** Opening Supplied material block **
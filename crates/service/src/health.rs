//! Backend liveness probe behind `GET /health`.

use async_trait::async_trait;
use sea_orm::DatabaseConnection;

use crate::errors::ServiceError;

#[async_trait]
pub trait HealthCheck: Send + Sync {
    async fn ping(&self) -> Result<(), ServiceError>;
}

/// Pings the pooled Postgres connection.
#[derive(Clone)]
pub struct DatabaseHealth {
    pub db: DatabaseConnection,
}

impl DatabaseHealth {
    pub fn new(db: DatabaseConnection) -> Self { Self { db } }
}

#[async_trait]
impl HealthCheck for DatabaseHealth {
    async fn ping(&self) -> Result<(), ServiceError> {
        models::db::ping(&self.db).await?;
        Ok(())
    }
}

pub mod mock {
    use super::*;
    use crate::storage::memory::SharedTables;

    /// Healthy unless the shared in-memory tables are switched to failing.
    #[derive(Debug, Default, Clone)]
    pub struct MockHealth {
        tables: SharedTables,
    }

    impl MockHealth {
        pub fn new(tables: SharedTables) -> Self { Self { tables } }
    }

    #[async_trait]
    impl HealthCheck for MockHealth {
        async fn ping(&self) -> Result<(), ServiceError> {
            let _ = self.tables.lock().await?;
            Ok(())
        }
    }

}
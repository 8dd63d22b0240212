use serde::{Deserialize, Serialize};

/// A service record. `category_id` refers to a category by identity only.
#[derive(Debug, Clone, PartialEq, Eq, Default, Serialize, Deserialize)]
pub struct Service {
    #[serde(default)]
    pub id: i64,
    #[serde(default)]
    pub category_id: i64,
    #[serde(default)]
    pub name: String,
    #[serde(default)]
    pub description: Option<String>,
    #[serde(default)]
    pub is_active: bool,
}

impl Service {
    pub fn new(category_id: i64, name: impl Into<String>) -> Self {
        Self { category_id, name: name.into(), ..Default::default() }
    }
}

/// Read view of a service enriched with its category's name.
/// Serialises flat: the service fields plus `category_name`.
#[derive(Debug, Clone, PartialEq, Eq, Serialize, Deserialize)]
pub struct ServiceDetail {
    #[serde(flatten)]
    pub service: Service,
    pub category_name: String,
}

impl From<models::service::Model> for Service {
    fn from(m: models::service::Model) -> Self {
        Self {
            id: m.service_id,
            category_id: m.category_id,
            name: m.name,
            description: m.description,
            is_active: m.is_active,
        }
    }
}

impl From<models::service::WithCategoryName> for ServiceDetail {
    fn from(r: models::service::WithCategoryName) -> Self {
        Self {
            service: Service {
                id: r.service_id,
                category_id: r.category_id,
                name: r.name,
                description: r.description,
                is_active: r.is_active,
            },
            category_name: r.category_name,
        }
    }
}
** Closing Supplied material block **
**Exercise**. Among the records above, only the lines between the line holding "use super::*;" and the line holding "let _ = self.tables.lock().await?;", inclusive, are to be output, exactly as written.

**Task response**.
    use super::*;
    use crate::storage::memory::SharedTables;

    /// Healthy unless the shared in-memory tables are switched to failing.
    #[derive(Debug, Default, Clone)]
    pub struct MockHealth {
        tables: SharedTables,
    }

    impl MockHealth {
        pub fn new(tables: SharedTables) -> Self { Self { tables } }
    }

    #[async_trait]
    impl HealthCheck for MockHealth {
        async fn ping(&self) -> Result<(), ServiceError> {
            let _ = self.tables.lock().await?;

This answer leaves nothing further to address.